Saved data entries
BEGIN

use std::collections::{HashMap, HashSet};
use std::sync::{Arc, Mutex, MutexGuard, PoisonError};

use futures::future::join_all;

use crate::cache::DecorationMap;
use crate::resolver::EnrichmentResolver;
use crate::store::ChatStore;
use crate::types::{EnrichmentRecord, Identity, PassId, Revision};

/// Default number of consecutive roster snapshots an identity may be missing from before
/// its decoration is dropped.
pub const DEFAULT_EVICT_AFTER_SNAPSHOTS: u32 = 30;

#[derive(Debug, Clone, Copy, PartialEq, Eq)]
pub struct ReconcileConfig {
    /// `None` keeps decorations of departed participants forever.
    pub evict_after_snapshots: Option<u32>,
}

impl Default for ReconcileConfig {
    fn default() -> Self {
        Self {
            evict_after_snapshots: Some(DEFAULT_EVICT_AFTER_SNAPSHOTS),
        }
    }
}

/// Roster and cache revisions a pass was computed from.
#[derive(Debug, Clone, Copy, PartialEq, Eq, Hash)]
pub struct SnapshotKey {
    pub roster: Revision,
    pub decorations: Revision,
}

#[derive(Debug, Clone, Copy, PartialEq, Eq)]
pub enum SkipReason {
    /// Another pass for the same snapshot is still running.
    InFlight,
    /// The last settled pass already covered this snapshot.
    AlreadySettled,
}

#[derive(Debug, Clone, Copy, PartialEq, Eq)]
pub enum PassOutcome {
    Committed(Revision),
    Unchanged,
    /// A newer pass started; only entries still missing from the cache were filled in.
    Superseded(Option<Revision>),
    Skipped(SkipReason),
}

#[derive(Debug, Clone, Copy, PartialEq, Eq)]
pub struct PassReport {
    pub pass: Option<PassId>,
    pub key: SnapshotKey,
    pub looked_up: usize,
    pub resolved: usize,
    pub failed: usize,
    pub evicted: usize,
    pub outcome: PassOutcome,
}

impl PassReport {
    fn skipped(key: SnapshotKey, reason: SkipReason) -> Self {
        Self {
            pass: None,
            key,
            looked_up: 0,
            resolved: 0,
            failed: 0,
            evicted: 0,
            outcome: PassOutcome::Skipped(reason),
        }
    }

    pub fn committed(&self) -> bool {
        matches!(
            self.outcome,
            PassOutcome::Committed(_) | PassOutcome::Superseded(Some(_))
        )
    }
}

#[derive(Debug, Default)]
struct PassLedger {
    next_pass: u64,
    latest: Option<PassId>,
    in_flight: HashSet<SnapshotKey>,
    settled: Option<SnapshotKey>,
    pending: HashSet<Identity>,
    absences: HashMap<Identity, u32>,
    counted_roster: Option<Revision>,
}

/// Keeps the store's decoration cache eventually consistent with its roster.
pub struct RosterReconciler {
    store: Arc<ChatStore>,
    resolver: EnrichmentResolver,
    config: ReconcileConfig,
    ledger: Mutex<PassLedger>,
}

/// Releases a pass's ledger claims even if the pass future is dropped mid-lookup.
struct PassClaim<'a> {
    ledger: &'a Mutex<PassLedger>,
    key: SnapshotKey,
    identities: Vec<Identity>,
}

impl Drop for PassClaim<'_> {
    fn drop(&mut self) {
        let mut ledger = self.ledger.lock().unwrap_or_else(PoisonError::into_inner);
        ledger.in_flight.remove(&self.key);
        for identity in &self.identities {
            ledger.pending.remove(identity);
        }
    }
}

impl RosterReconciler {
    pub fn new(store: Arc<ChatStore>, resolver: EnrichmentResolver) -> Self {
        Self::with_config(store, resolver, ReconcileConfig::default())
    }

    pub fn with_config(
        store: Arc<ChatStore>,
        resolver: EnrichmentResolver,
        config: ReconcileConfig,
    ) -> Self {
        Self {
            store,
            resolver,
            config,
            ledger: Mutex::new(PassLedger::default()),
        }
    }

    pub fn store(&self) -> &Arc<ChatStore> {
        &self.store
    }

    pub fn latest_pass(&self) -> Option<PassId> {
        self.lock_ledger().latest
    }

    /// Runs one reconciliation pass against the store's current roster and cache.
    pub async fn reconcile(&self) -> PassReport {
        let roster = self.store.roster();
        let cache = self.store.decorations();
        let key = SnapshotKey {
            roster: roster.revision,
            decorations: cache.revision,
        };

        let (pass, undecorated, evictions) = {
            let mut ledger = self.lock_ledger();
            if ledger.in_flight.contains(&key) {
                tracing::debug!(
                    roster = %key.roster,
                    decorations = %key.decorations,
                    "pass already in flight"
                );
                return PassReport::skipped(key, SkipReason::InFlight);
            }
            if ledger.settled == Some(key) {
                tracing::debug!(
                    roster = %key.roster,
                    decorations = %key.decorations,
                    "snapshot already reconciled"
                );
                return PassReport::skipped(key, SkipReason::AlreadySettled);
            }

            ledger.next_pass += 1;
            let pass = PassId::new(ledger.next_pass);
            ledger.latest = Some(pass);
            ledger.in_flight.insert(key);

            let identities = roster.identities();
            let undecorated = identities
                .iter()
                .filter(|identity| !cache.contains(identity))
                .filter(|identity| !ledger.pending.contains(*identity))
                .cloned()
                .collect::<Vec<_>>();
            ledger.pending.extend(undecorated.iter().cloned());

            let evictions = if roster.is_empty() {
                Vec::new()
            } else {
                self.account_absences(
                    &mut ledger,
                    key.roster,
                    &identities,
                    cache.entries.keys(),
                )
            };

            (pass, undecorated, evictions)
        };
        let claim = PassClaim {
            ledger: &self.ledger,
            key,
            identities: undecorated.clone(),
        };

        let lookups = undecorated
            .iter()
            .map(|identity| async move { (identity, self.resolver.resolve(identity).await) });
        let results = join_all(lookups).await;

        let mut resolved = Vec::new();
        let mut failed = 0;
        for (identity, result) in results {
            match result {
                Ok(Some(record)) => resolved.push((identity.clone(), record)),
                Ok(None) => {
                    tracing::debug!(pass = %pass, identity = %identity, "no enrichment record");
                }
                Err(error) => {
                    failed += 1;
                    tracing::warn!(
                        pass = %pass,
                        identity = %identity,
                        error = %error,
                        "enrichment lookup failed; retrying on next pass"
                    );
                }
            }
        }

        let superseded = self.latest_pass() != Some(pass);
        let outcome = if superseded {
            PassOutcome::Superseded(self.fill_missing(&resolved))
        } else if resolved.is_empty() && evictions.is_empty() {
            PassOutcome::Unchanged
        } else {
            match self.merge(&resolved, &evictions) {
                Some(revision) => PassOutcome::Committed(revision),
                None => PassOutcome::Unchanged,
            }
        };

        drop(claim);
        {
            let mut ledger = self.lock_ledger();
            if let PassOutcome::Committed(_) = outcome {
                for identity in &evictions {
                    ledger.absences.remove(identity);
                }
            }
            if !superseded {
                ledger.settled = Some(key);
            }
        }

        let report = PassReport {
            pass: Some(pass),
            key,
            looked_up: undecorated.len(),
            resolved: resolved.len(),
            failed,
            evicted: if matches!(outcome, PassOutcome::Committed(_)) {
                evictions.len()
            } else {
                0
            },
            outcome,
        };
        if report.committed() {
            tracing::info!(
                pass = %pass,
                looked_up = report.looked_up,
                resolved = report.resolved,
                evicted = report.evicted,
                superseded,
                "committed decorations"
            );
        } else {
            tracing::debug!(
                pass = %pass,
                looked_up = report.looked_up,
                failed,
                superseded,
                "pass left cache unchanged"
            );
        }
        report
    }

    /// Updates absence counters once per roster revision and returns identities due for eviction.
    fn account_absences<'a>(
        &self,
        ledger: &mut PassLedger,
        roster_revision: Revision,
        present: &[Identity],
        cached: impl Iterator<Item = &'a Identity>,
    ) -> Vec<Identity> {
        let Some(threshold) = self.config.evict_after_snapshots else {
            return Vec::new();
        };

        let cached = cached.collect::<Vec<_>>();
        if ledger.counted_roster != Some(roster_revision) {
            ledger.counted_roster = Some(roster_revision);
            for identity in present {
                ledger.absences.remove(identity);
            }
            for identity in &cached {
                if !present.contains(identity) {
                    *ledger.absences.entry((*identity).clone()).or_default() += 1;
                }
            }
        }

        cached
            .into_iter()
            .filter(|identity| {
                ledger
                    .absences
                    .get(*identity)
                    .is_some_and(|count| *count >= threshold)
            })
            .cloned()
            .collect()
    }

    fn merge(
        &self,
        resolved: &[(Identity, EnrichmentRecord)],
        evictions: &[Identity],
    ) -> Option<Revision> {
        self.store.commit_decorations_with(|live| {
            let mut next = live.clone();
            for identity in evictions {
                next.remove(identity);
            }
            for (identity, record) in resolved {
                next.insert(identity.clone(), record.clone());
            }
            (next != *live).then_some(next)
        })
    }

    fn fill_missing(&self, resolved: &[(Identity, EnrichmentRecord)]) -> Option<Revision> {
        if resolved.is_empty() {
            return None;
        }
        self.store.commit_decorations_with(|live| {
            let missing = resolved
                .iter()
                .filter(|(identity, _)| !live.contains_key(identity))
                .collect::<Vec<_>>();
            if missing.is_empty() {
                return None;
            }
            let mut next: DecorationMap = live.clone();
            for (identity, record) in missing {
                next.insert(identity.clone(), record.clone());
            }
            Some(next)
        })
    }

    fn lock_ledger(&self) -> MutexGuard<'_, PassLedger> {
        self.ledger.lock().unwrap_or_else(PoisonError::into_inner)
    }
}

END

In the answer, give the lines from the first line of the data through the line with "fn skipped(key: SnapshotKey, reason: SkipReason)", exactly as they appear and with no additions.

use std::collections::{HashMap, HashSet};
use std::sync::{Arc, Mutex, MutexGuard, PoisonError};

use futures::future::join_all;

use crate::cache::DecorationMap;
use crate::resolver::EnrichmentResolver;
use crate::store::ChatStore;
use crate::types::{EnrichmentRecord, Identity, PassId, Revision};

/// Default number of consecutive roster snapshots an identity may be missing from before
/// its decoration is dropped.
pub const DEFAULT_EVICT_AFTER_SNAPSHOTS: u32 = 30;

#[derive(Debug, Clone, Copy, PartialEq, Eq)]
pub struct ReconcileConfig {
    /// `None` keeps decorations of departed participants forever.
    pub evict_after_snapshots: Option<u32>,
}

impl Default for ReconcileConfig {
    fn default() -> Self {
        Self {
            evict_after_snapshots: Some(DEFAULT_EVICT_AFTER_SNAPSHOTS),
        }
    }
}

/// Roster and cache revisions a pass was computed from.
#[derive(Debug, Clone, Copy, PartialEq, Eq, Hash)]
pub struct SnapshotKey {
    pub roster: Revision,
    pub decorations: Revision,
}

#[derive(Debug, Clone, Copy, PartialEq, Eq)]
pub enum SkipReason {
    /// Another pass for the same snapshot is still running.
    InFlight,
    /// The last settled pass already covered this snapshot.
    AlreadySettled,
}

#[derive(Debug, Clone, Copy, PartialEq, Eq)]
pub enum PassOutcome {
    Committed(Revision),
    Unchanged,
    /// A newer pass started; only entries still missing from the cache were filled in.
    Superseded(Option<Revision>),
    Skipped(SkipReason),
}

#[derive(Debug, Clone, Copy, PartialEq, Eq)]
pub struct PassReport {
    pub pass: Option<PassId>,
    pub key: SnapshotKey,
    pub looked_up: usize,
    pub resolved: usize,
    pub failed: usize,
    pub evicted: usize,
    pub outcome: PassOutcome,
}

impl PassReport {
    fn skipped(key: SnapshotKey, reason: SkipReason) -> Self {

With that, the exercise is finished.